→ The data:

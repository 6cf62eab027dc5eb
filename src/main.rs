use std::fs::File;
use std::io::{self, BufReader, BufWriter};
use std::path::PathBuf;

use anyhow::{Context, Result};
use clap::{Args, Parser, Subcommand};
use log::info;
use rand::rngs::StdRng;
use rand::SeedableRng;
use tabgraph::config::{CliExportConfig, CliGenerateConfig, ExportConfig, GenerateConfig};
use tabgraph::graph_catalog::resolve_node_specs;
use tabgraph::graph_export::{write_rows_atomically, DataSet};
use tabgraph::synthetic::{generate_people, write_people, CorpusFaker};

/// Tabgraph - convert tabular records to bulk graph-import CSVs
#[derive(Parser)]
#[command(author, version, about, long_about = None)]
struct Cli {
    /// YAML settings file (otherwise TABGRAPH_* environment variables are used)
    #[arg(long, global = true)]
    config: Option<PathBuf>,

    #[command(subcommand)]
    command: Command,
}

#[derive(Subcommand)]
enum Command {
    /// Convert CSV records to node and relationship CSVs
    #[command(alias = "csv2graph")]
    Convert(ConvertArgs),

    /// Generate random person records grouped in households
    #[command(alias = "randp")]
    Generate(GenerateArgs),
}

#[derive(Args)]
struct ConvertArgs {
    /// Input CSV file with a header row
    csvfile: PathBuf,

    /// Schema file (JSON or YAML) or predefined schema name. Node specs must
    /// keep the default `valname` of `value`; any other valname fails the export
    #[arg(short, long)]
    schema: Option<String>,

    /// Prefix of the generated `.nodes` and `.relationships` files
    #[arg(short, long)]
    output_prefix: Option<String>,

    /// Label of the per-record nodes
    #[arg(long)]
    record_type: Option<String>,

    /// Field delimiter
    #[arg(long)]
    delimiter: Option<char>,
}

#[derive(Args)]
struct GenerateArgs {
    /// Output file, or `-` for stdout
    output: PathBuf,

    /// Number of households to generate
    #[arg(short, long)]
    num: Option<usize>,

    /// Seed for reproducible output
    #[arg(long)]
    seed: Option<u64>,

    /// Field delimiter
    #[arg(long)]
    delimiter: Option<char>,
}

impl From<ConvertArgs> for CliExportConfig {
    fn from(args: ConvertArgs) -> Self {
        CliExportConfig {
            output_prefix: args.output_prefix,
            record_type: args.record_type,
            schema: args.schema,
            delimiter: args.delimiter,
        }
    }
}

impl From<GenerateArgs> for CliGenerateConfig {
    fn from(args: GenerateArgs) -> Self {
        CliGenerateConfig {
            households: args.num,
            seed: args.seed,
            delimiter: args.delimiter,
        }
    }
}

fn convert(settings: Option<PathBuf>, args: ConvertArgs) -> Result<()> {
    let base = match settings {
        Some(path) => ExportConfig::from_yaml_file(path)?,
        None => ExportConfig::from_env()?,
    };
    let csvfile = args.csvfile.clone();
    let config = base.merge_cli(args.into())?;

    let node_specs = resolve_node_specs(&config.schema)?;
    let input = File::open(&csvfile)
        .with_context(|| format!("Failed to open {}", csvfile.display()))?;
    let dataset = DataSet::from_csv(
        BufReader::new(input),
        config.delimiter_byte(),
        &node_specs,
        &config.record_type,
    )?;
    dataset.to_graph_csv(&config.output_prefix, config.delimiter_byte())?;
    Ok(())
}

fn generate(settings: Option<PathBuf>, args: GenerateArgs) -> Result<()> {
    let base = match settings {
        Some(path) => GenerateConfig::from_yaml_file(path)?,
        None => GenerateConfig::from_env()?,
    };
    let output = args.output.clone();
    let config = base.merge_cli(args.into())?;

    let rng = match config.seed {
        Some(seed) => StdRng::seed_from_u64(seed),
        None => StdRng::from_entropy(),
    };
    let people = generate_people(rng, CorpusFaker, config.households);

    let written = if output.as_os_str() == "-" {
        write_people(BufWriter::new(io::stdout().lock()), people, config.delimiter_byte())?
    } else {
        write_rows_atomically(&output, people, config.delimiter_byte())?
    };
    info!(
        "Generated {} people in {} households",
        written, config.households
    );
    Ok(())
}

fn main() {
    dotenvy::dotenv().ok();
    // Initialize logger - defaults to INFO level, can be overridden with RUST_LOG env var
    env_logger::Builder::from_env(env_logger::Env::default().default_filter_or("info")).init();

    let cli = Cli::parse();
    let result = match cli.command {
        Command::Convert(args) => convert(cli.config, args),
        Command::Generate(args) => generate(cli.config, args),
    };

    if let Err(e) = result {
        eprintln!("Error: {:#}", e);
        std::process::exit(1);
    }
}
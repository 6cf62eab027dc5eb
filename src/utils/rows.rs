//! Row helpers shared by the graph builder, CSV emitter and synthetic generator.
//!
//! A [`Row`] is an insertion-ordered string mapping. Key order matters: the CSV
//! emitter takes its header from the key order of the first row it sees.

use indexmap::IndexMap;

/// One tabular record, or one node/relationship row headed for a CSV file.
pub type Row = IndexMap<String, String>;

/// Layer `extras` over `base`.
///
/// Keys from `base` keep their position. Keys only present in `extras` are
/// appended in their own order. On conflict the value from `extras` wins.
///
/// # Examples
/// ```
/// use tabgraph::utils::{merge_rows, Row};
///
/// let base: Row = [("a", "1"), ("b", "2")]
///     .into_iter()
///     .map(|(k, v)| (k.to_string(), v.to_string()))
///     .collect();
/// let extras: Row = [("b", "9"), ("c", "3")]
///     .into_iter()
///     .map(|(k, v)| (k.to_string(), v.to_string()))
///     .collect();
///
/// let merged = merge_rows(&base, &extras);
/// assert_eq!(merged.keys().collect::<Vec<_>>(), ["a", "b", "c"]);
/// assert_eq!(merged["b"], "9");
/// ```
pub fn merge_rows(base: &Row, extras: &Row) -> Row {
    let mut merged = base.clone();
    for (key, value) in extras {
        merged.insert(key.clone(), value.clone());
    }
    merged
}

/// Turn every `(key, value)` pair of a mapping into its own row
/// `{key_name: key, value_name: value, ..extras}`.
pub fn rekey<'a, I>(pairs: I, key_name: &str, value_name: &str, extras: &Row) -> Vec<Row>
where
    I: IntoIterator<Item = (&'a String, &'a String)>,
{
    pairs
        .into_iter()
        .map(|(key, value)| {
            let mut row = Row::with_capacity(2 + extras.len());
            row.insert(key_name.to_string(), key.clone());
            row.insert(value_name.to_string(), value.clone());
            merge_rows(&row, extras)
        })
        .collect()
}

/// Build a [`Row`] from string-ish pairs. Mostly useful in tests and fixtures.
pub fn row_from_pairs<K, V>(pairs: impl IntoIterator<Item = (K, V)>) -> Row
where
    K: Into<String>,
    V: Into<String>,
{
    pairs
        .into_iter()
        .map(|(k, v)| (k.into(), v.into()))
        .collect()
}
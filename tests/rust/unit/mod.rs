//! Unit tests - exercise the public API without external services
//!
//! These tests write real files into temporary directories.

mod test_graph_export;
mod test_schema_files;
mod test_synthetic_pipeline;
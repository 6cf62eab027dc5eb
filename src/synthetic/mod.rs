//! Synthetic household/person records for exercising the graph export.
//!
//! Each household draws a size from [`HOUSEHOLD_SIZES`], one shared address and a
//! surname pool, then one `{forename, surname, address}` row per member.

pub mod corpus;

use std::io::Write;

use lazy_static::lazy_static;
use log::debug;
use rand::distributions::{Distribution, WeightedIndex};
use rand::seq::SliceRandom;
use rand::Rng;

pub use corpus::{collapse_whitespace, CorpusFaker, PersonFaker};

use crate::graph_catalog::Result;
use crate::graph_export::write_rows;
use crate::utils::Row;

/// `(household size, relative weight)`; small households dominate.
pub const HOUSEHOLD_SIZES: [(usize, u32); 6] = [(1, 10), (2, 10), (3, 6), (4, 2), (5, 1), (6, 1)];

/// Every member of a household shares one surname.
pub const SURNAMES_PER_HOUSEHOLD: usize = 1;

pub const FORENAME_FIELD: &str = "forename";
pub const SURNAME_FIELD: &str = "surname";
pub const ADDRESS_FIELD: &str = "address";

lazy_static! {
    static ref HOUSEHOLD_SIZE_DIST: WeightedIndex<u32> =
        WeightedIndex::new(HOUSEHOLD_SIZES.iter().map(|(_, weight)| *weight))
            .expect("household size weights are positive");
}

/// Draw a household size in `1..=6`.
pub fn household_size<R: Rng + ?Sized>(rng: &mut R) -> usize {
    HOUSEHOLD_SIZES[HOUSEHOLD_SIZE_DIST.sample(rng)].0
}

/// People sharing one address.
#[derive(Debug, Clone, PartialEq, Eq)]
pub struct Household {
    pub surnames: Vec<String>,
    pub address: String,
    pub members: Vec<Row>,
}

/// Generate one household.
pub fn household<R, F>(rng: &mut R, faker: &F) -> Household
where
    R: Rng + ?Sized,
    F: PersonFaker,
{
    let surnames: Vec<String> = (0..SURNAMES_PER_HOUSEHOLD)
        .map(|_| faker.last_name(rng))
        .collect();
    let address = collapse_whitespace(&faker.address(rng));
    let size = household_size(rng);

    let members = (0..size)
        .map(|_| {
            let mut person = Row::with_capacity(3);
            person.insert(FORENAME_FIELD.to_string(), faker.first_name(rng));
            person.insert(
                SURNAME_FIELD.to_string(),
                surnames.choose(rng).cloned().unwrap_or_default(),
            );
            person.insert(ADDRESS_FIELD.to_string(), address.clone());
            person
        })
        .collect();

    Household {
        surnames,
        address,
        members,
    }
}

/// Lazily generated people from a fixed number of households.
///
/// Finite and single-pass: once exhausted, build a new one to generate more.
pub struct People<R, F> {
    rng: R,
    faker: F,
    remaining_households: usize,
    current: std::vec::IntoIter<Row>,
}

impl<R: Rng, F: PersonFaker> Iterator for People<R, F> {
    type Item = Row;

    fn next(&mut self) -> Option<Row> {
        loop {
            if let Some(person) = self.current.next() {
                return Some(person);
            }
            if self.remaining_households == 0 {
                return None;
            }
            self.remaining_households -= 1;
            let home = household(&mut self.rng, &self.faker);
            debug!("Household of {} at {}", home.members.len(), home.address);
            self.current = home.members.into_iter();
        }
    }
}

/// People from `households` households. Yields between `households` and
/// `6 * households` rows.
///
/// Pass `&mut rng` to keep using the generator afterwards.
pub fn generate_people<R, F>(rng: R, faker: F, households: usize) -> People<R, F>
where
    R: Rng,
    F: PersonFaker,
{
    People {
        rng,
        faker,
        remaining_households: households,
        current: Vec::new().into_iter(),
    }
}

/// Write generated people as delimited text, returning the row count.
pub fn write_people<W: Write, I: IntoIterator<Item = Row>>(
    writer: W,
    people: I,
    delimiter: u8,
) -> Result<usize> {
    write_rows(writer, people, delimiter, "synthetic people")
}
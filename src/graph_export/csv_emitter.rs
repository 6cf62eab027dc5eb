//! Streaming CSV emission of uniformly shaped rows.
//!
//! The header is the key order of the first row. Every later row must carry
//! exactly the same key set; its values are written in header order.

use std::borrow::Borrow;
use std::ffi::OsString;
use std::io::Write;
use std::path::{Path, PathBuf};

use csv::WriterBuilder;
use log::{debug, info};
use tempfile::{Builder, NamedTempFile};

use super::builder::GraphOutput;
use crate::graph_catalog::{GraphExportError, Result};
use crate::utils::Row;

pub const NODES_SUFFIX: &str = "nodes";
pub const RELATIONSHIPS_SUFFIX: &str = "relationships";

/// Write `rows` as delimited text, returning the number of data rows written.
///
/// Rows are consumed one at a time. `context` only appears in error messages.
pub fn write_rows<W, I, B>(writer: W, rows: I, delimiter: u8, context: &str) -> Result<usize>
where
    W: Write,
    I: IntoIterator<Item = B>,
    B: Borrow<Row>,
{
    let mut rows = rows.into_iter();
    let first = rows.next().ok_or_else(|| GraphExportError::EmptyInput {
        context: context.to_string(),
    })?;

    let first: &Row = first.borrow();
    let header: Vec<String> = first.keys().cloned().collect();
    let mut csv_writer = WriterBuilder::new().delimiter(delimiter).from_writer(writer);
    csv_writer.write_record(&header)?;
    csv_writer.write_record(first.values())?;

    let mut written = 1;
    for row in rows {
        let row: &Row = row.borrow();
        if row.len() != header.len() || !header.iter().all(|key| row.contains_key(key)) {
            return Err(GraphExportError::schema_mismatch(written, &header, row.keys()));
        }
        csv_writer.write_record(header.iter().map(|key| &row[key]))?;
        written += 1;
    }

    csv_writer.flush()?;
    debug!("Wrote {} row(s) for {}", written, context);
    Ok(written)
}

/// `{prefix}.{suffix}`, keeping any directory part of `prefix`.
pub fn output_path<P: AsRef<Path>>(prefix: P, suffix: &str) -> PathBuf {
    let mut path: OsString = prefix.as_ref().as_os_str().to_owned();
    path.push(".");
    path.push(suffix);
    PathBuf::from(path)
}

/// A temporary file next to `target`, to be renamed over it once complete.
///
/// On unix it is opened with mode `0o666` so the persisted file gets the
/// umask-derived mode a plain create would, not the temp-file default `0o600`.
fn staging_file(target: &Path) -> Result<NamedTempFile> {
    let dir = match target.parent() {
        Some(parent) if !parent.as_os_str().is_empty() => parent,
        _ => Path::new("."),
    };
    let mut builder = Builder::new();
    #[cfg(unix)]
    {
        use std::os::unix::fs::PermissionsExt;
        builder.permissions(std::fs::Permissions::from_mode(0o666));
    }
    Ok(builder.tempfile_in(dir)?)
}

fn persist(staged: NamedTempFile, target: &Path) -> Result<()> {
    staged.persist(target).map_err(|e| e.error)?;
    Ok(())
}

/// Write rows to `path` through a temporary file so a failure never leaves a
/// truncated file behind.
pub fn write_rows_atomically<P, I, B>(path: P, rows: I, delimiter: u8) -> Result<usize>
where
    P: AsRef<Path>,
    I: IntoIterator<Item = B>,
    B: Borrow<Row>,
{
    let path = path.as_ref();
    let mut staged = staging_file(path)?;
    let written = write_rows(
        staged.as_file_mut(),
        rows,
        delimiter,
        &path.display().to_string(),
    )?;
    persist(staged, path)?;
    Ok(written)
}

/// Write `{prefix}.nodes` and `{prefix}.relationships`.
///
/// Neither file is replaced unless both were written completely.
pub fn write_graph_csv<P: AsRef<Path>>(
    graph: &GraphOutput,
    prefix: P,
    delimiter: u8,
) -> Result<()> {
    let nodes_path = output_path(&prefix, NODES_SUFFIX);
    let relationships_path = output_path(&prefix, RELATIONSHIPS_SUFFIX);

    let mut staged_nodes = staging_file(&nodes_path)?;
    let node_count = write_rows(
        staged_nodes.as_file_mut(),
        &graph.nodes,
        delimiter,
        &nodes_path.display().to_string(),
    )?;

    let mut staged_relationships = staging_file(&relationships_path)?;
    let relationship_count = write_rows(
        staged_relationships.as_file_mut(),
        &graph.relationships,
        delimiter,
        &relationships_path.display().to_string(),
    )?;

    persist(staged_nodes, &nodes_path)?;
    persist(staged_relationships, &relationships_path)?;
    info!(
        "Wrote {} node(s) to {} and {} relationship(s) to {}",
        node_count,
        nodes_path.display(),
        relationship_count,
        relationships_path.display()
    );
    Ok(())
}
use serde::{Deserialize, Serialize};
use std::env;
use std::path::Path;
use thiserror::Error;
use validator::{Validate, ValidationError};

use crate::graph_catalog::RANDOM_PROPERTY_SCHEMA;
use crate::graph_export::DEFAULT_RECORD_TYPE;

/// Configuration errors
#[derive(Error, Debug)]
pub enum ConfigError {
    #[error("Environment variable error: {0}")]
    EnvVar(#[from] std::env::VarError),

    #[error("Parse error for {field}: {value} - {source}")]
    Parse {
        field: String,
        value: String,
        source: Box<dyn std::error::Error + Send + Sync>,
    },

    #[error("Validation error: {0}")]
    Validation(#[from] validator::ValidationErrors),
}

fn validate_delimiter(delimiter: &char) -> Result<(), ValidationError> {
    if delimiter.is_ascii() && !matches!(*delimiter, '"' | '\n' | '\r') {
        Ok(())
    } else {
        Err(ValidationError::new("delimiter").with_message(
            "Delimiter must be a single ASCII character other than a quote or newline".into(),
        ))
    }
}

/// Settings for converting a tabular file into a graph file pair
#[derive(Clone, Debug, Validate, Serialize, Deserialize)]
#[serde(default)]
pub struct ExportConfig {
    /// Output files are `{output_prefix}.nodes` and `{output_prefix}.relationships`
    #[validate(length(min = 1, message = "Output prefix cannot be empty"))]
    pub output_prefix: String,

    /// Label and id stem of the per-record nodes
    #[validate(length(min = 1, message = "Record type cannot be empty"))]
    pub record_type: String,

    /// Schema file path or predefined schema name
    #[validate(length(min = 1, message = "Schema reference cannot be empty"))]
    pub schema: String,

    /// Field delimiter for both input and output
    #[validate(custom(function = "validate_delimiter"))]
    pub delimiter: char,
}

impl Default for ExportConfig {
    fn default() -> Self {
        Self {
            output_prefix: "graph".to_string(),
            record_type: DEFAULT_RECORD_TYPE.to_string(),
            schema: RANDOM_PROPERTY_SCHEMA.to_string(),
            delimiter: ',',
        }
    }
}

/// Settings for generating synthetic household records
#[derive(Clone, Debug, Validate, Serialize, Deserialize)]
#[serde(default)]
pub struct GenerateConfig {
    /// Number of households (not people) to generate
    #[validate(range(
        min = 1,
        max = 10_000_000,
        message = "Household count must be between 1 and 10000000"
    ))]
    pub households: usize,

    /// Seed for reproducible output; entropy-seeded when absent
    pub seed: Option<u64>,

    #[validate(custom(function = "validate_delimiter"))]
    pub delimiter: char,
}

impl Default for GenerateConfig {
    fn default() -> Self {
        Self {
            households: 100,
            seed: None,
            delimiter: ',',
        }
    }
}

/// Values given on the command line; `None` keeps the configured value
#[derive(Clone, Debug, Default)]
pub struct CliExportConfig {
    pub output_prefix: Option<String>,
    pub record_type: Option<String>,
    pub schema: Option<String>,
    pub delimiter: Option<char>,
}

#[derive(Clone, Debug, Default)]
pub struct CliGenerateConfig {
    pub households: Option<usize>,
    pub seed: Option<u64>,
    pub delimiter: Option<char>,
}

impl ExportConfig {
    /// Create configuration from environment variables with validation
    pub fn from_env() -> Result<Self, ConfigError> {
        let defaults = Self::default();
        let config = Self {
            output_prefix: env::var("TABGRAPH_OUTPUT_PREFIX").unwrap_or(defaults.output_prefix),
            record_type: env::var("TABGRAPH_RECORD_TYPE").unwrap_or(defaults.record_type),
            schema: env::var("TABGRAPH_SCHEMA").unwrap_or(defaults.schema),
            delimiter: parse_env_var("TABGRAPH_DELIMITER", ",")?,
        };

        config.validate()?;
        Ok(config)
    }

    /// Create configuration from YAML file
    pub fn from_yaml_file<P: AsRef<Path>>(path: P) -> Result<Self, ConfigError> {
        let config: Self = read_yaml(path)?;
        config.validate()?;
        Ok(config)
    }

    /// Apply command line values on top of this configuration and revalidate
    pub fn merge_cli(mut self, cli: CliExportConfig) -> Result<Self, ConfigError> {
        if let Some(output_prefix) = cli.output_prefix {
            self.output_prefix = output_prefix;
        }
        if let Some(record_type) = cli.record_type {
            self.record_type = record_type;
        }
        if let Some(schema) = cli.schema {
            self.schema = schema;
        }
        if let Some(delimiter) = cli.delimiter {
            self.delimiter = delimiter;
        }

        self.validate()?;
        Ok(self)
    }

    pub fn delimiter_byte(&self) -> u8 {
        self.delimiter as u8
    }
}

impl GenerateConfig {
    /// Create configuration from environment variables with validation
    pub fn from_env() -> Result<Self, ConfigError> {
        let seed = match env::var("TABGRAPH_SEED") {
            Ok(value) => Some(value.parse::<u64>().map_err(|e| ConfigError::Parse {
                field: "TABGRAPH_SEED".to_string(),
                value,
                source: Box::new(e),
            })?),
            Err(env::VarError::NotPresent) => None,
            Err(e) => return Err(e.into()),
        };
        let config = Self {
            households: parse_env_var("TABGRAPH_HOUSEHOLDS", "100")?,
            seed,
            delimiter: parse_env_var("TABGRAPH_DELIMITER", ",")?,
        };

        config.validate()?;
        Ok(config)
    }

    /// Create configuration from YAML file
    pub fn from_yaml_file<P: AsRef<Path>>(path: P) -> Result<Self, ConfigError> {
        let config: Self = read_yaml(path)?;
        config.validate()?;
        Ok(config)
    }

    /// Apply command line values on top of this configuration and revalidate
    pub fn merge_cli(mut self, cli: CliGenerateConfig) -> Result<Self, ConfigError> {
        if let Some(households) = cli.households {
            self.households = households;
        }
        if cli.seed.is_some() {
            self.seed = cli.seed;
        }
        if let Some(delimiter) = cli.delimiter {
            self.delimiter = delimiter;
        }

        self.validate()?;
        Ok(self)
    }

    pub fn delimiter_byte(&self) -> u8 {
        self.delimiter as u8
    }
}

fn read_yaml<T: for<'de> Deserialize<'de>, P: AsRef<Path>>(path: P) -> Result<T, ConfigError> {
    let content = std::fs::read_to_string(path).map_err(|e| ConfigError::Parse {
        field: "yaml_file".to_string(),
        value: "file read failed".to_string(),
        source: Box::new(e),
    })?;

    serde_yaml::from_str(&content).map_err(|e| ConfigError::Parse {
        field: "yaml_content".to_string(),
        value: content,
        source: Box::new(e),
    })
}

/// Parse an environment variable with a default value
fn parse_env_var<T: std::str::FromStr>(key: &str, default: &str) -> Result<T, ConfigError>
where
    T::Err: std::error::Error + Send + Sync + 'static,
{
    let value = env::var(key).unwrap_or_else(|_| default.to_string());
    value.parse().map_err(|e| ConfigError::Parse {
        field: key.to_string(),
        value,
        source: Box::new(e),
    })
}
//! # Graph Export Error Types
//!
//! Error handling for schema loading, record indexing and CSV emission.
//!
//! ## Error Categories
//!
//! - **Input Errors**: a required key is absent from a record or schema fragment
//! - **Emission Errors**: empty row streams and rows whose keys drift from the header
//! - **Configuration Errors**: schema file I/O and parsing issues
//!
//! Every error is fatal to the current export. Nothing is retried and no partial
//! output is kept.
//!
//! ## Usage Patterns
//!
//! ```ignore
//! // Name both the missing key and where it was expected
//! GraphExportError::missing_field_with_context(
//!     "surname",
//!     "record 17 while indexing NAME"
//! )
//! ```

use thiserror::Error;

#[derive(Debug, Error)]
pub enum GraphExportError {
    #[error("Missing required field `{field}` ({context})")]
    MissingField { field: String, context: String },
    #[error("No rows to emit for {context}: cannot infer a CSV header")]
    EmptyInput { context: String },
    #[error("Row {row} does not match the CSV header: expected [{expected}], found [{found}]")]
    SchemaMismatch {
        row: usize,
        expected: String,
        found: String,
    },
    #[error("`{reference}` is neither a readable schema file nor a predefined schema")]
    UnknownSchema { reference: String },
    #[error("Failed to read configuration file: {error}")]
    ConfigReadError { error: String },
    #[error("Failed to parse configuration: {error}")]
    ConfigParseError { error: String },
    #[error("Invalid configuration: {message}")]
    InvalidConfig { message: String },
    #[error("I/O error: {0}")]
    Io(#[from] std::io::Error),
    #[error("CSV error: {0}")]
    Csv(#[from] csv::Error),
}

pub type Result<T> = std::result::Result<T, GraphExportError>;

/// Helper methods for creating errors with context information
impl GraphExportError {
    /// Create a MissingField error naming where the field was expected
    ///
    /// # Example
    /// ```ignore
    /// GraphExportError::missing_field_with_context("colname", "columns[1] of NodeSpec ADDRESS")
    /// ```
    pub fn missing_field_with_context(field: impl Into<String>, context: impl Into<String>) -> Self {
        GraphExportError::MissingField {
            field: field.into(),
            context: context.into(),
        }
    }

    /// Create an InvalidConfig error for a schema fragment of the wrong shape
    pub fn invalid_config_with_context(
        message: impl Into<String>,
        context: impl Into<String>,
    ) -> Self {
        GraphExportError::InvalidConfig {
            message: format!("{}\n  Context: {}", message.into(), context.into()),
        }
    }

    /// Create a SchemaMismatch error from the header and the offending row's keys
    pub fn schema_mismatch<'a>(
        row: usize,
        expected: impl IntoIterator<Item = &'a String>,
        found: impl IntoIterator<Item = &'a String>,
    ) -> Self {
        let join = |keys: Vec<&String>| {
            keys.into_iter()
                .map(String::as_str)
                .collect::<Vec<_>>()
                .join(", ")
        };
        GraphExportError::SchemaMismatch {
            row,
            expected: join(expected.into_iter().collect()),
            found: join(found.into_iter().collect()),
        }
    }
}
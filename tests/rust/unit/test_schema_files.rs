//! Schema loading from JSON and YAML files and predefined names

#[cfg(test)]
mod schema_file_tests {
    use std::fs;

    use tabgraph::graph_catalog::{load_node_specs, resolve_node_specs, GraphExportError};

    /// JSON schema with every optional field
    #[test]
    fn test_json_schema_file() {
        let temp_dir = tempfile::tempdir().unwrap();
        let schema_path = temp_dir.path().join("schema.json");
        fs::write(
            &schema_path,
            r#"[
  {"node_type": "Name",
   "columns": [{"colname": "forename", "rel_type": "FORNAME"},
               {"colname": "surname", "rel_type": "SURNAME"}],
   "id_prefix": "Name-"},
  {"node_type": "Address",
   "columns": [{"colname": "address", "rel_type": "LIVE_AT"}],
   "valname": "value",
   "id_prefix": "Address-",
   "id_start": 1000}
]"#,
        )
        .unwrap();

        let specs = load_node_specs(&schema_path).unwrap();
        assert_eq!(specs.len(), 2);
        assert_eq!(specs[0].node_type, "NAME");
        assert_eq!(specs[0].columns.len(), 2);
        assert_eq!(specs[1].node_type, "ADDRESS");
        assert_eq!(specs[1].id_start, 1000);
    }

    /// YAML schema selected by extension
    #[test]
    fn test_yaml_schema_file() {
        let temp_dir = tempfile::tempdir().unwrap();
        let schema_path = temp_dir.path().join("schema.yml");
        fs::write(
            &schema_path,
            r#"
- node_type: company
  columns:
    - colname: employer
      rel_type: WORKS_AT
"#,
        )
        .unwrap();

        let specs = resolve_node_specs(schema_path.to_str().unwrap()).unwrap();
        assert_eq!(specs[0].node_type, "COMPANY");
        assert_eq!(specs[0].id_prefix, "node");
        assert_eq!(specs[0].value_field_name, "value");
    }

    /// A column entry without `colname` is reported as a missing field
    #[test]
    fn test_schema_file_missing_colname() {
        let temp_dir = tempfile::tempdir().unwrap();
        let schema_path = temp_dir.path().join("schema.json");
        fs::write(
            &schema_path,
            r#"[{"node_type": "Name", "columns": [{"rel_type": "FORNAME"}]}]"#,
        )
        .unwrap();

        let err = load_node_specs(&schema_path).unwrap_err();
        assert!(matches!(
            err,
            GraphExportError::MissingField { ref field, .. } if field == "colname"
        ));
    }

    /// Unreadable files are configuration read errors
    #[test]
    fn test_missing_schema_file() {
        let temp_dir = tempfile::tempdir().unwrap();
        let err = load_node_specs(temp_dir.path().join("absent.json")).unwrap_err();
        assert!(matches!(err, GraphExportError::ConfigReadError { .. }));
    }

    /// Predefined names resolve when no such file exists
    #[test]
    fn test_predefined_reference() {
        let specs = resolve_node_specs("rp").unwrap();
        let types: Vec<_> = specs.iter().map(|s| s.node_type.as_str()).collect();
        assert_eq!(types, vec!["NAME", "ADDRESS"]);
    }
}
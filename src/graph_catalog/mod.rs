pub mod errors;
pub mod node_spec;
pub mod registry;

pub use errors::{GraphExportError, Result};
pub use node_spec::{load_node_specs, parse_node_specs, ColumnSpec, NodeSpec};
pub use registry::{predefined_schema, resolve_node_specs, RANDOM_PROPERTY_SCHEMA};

→ Task goal: Please, starting with the first line of the material above, write out each line exactly and finish on the line that includes "use tabgraph::graph_catalog::resolve_node_specs;".

→ Result of this task:
repository 6cf62eab027dc5eb
filename src/main.rs
use std::fs::File;
use std::io::{self, BufReader, BufWriter};
use std::path::PathBuf;

use anyhow::{Context, Result};
use clap::{Args, Parser, Subcommand};
use log::info;
use rand::rngs::StdRng;
use rand::SeedableRng;
use tabgraph::config::{CliExportConfig, CliGenerateConfig, ExportConfig, GenerateConfig};
use tabgraph::graph_catalog::resolve_node_specs;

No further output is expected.